== Action item ==
Take the entries that follow and return exactly the lines from the one holding "pub const PATH_UPLOAD_START: &str" through the one holding "base64 characters each.", both included. Nothing else is needed.

Start of Block

//! Model request and chunked upload to the device file server.
//!
//! ```text
//!  POST /upload_start   {filename, totalSize}
//!  POST /upload_chunk   {chunk, chunkIndex, filename}   × n   (50 ms apart)
//!  POST /upload_finish  {filename}
//! ```
//!
//! `chunk` is a slice of the base64 text as returned by the training
//! server; `totalSize` is the decoded model size in bytes.

use core::time::Duration;

use base64::Engine as _;
use base64::engine::general_purpose::STANDARD as BASE64;
use log::{debug, info, warn};
use serde::Deserialize;
use serde_json::json;

use crate::app::ports::{FileServerPort, TimePort, TrainingServerPort};
use crate::error::{HttpError, Result};

pub const PATH_UPLOAD_START: &str = "/upload_start";
pub const PATH_UPLOAD_CHUNK: &str = "/upload_chunk";
pub const PATH_UPLOAD_FINISH: &str = "/upload_finish";

/// Share of the progress bar spent on chunks; the finish call takes the rest.
const CHUNK_PROGRESS_SHARE: f32 = 90.0;

/// JSON body returned by the training server.
#[derive(Debug, Clone, Deserialize)]
pub struct TrainResponse {
    /// Base64-encoded C header with the model weights.
    pub model_h: String,
    #[serde(default)]
    pub classes: Vec<String>,
}

/// A trained model ready for deployment.
#[derive(Debug, Clone, PartialEq, Eq)]
pub struct ModelArtifact {
    model_base64: String,
    size_bytes: usize,
    pub classes: Vec<String>,
}

impl ModelArtifact {
    /// Validate the base64 payload and record its decoded size.
    pub fn from_base64(model_base64: String, classes: Vec<String>) -> Result<Self> {
        let size_bytes = BASE64
            .decode(model_base64.as_bytes())
            .map_err(|_| HttpError::Decode)?
            .len();
        Ok(Self {
            model_base64,
            size_bytes,
            classes,
        })
    }

    pub fn from_response_json(body: &str) -> Result<Self> {
        let response: TrainResponse = serde_json::from_str(body).map_err(|_| HttpError::Decode)?;
        Self::from_base64(response.model_h, response.classes)
    }

    pub fn base64(&self) -> &str {
        &self.model_base64
    }

    pub fn size_bytes(&self) -> usize {
        self.size_bytes
    }

    pub fn bytes(&self) -> Result<Vec<u8>> {
        Ok(BASE64
            .decode(self.model_base64.as_bytes())
            .map_err(|_| HttpError::Decode)?)
    }

    /// Number of upload chunks at `chunk_size` base64 characters each.
    pub fn chunk_count(&self, chunk_size: usize) -> usize {
        self.model_base64.len().div_ceil(chunk_size.max(1))
    }
}

/// Send the CSV export to the training server and decode its reply.
pub async fn request_model<S: TrainingServerPort>(
    server: &mut S,
    csv: &str,
    timeout: Duration,
) -> Result<ModelArtifact> {
    info!("Requesting model ({} B of CSV, timeout {:?})", csv.len(), timeout);
    let body = server.train(csv, timeout).await?;
    let artifact = ModelArtifact::from_response_json(&body)?;
    info!(
        "Model received: {} B, classes {:?}",
        artifact.size_bytes(),
        artifact.classes
    );
    Ok(artifact)
}

/// Upload parameters.
#[derive(Debug, Clone)]
pub struct UploadPlan<'a> {
    pub filename: &'a str,
    pub chunk_size: usize,
    pub pacing_ms: u32,
}

/// Push `artifact` to the device file server.  `on_progress` receives
/// 0–90 while chunks go out and 100 once the upload is finalized.
/// Returns the number of chunks sent.
pub async fn upload_model<F: FileServerPort, T: TimePort>(
    server: &mut F,
    time: &T,
    artifact: &ModelArtifact,
    plan: &UploadPlan<'_>,
    mut on_progress: impl FnMut(f32),
) -> Result<usize> {
    let total = artifact.chunk_count(plan.chunk_size);
    info!(
        "Uploading {} ({} B, {} chunks)",
        plan.filename,
        artifact.size_bytes(),
        total
    );

    post(
        server,
        PATH_UPLOAD_START,
        &json!({ "filename": plan.filename, "totalSize": artifact.size_bytes() }),
    )
    .await?;

    let chunks = artifact.base64().as_bytes().chunks(plan.chunk_size.max(1));
    for (i, chunk) in chunks.enumerate() {
        // Base64 is ASCII, so any byte slice of it is valid UTF-8.
        let chunk = core::str::from_utf8(chunk).map_err(|_| HttpError::Decode)?;
        post(
            server,
            PATH_UPLOAD_CHUNK,
            &json!({ "chunk": chunk, "chunkIndex": i, "filename": plan.filename }),
        )
        .await?;
        debug!("Chunk {}/{} sent ({} chars)", i + 1, total, chunk.len());

        on_progress((i + 1) as f32 / total as f32 * CHUNK_PROGRESS_SHARE);
        time.sleep_ms(plan.pacing_ms).await;
    }

    post(server, PATH_UPLOAD_FINISH, &json!({ "filename": plan.filename })).await?;
    on_progress(100.0);
    info!("Upload of {} complete", plan.filename);
    Ok(total)
}

async fn post<F: FileServerPort>(
    server: &mut F,
    path: &str,
    body: &serde_json::Value,
) -> Result<()> {
    let status = server.post_json(path, body).await?;
    if !(200..300).contains(&status) {
        warn!("POST {path} -> {status}");
        return Err(HttpError::Status(status).into());
    }
    Ok(())
}

#[cfg(test)]
mod tests {
    use super::*;

    #[test]
    fn artifact_from_json() {
        let a = ModelArtifact::from_response_json(
            r#"{ "model_h": "aGVsbG8=", "classes": ["wave", "tap"] }"#,
        )
        .unwrap();
        assert_eq!(a.size_bytes(), 5);
        assert_eq!(a.bytes().unwrap(), b"hello");
        assert_eq!(a.classes, vec!["wave", "tap"]);
    }

    #[test]
    fn classes_are_optional() {
        let a = ModelArtifact::from_response_json(r#"{ "model_h": "" }"#).unwrap();
        assert_eq!(a.size_bytes(), 0);
        assert!(a.classes.is_empty());
    }

    #[test]
    fn bad_payloads_are_decode_errors() {
        use crate::error::Error;
        assert_eq!(
            ModelArtifact::from_response_json("not json"),
            Err(Error::Http(HttpError::Decode))
        );
        assert_eq!(
            ModelArtifact::from_response_json(r#"{ "model_h": "!!!" }"#),
            Err(Error::Http(HttpError::Decode))
        );
    }

    #[test]
    fn chunk_count_rounds_up() {
        let a = ModelArtifact::from_base64("A".repeat(8), vec![]).unwrap();
        assert_eq!(a.chunk_count(4), 2);
        assert_eq!(a.chunk_count(3), 3);
        assert_eq!(a.chunk_count(8192), 1);
    }
}
//! Inbound text messages from the device.
//!
//! | Payload              | Meaning                              |
//! |----------------------|--------------------------------------|
//! | `SUI:<hex>`          | public key                           |
//! | `SIG:<hex>msg<hex>`  | signature over the echoed message    |
//! | `IMU_STOPPED`        | streaming stopped, session final     |
//! | `password_correct`   | password check passed                |
//! | `password_incorrect` | password check failed                |
//!
//! Anything else is surfaced as [`InboundMessage::Unknown`] and ignored
//! by the service.

use base64::Engine as _;
use base64::engine::general_purpose::STANDARD as BASE64;

use crate::error::ProtocolError;

/// A parsed message payload (delimiters already stripped).
#[derive(Debug, Clone, PartialEq, Eq)]
pub enum InboundMessage {
    PublicKey(String),
    Signature(SignedTransaction),
    ImuStopped,
    PasswordVerdict(bool),
    Unknown(String),
}

/// Signature returned by the device together with the bytes it signed.
#[derive(Debug, Clone, PartialEq, Eq)]
pub struct SignedTransaction {
    /// Hex, possibly `0x`-prefixed, exactly as sent.
    pub signature_hex: String,
    pub message_hex: String,
}

impl SignedTransaction {
    pub fn signature_bytes(&self) -> Result<Vec<u8>, ProtocolError> {
        decode_hex(&self.signature_hex)
    }

    /// Signature in the base64 form ledger clients submit.
    pub fn signature_base64(&self) -> Result<String, ProtocolError> {
        Ok(BASE64.encode(self.signature_bytes()?))
    }

    pub fn message_bytes(&self) -> Result<Vec<u8>, ProtocolError> {
        decode_hex(&self.message_hex)
    }
}

fn decode_hex(text: &str) -> Result<Vec<u8>, ProtocolError> {
    let text = text.strip_prefix("0x").unwrap_or(text);
    hex::decode(text).map_err(|_| ProtocolError::InvalidHex)
}

/// Classify one reassembled message.
pub fn parse_message(payload: &str) -> Result<InboundMessage, ProtocolError> {
    if let Some(key) = payload.strip_prefix("SUI:") {
        return Ok(InboundMessage::PublicKey(key.trim().to_owned()));
    }
    if let Some(body) = payload.strip_prefix("SIG:") {
        let (signature_hex, message_hex) = body
            .split_once("msg")
            .ok_or(ProtocolError::MalformedSignature)?;
        return Ok(InboundMessage::Signature(SignedTransaction {
            signature_hex: signature_hex.to_owned(),
            message_hex: message_hex.to_owned(),
        }));
    }
    Ok(match payload {
        "IMU_STOPPED" => InboundMessage::ImuStopped,
        "password_correct" => InboundMessage::PasswordVerdict(true),
        "password_incorrect" => InboundMessage::PasswordVerdict(false),
        other => InboundMessage::Unknown(other.to_owned()),
    })
}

End of Block

== Solution to this task ==
pub const PATH_UPLOAD_START: &str = "/upload_start";
pub const PATH_UPLOAD_CHUNK: &str = "/upload_chunk";
pub const PATH_UPLOAD_FINISH: &str = "/upload_finish";

/// Share of the progress bar spent on chunks; the finish call takes the rest.
const CHUNK_PROGRESS_SHARE: f32 = 90.0;

/// JSON body returned by the training server.
#[derive(Debug, Clone, Deserialize)]
pub struct TrainResponse {
    /// Base64-encoded C header with the model weights.
    pub model_h: String,
    #[serde(default)]
    pub classes: Vec<String>,
}

/// A trained model ready for deployment.
#[derive(Debug, Clone, PartialEq, Eq)]
pub struct ModelArtifact {
    model_base64: String,
    size_bytes: usize,
    pub classes: Vec<String>,
}

impl ModelArtifact {
    /// Validate the base64 payload and record its decoded size.
    pub fn from_base64(model_base64: String, classes: Vec<String>) -> Result<Self> {
        let size_bytes = BASE64
            .decode(model_base64.as_bytes())
            .map_err(|_| HttpError::Decode)?
            .len();
        Ok(Self {
            model_base64,
            size_bytes,
            classes,
        })
    }

    pub fn from_response_json(body: &str) -> Result<Self> {
        let response: TrainResponse = serde_json::from_str(body).map_err(|_| HttpError::Decode)?;
        Self::from_base64(response.model_h, response.classes)
    }

    pub fn base64(&self) -> &str {
        &self.model_base64
    }

    pub fn size_bytes(&self) -> usize {
        self.size_bytes
    }

    pub fn bytes(&self) -> Result<Vec<u8>> {
        Ok(BASE64
            .decode(self.model_base64.as_bytes())
            .map_err(|_| HttpError::Decode)?)
    }

    /// Number of upload chunks at `chunk_size` base64 characters each.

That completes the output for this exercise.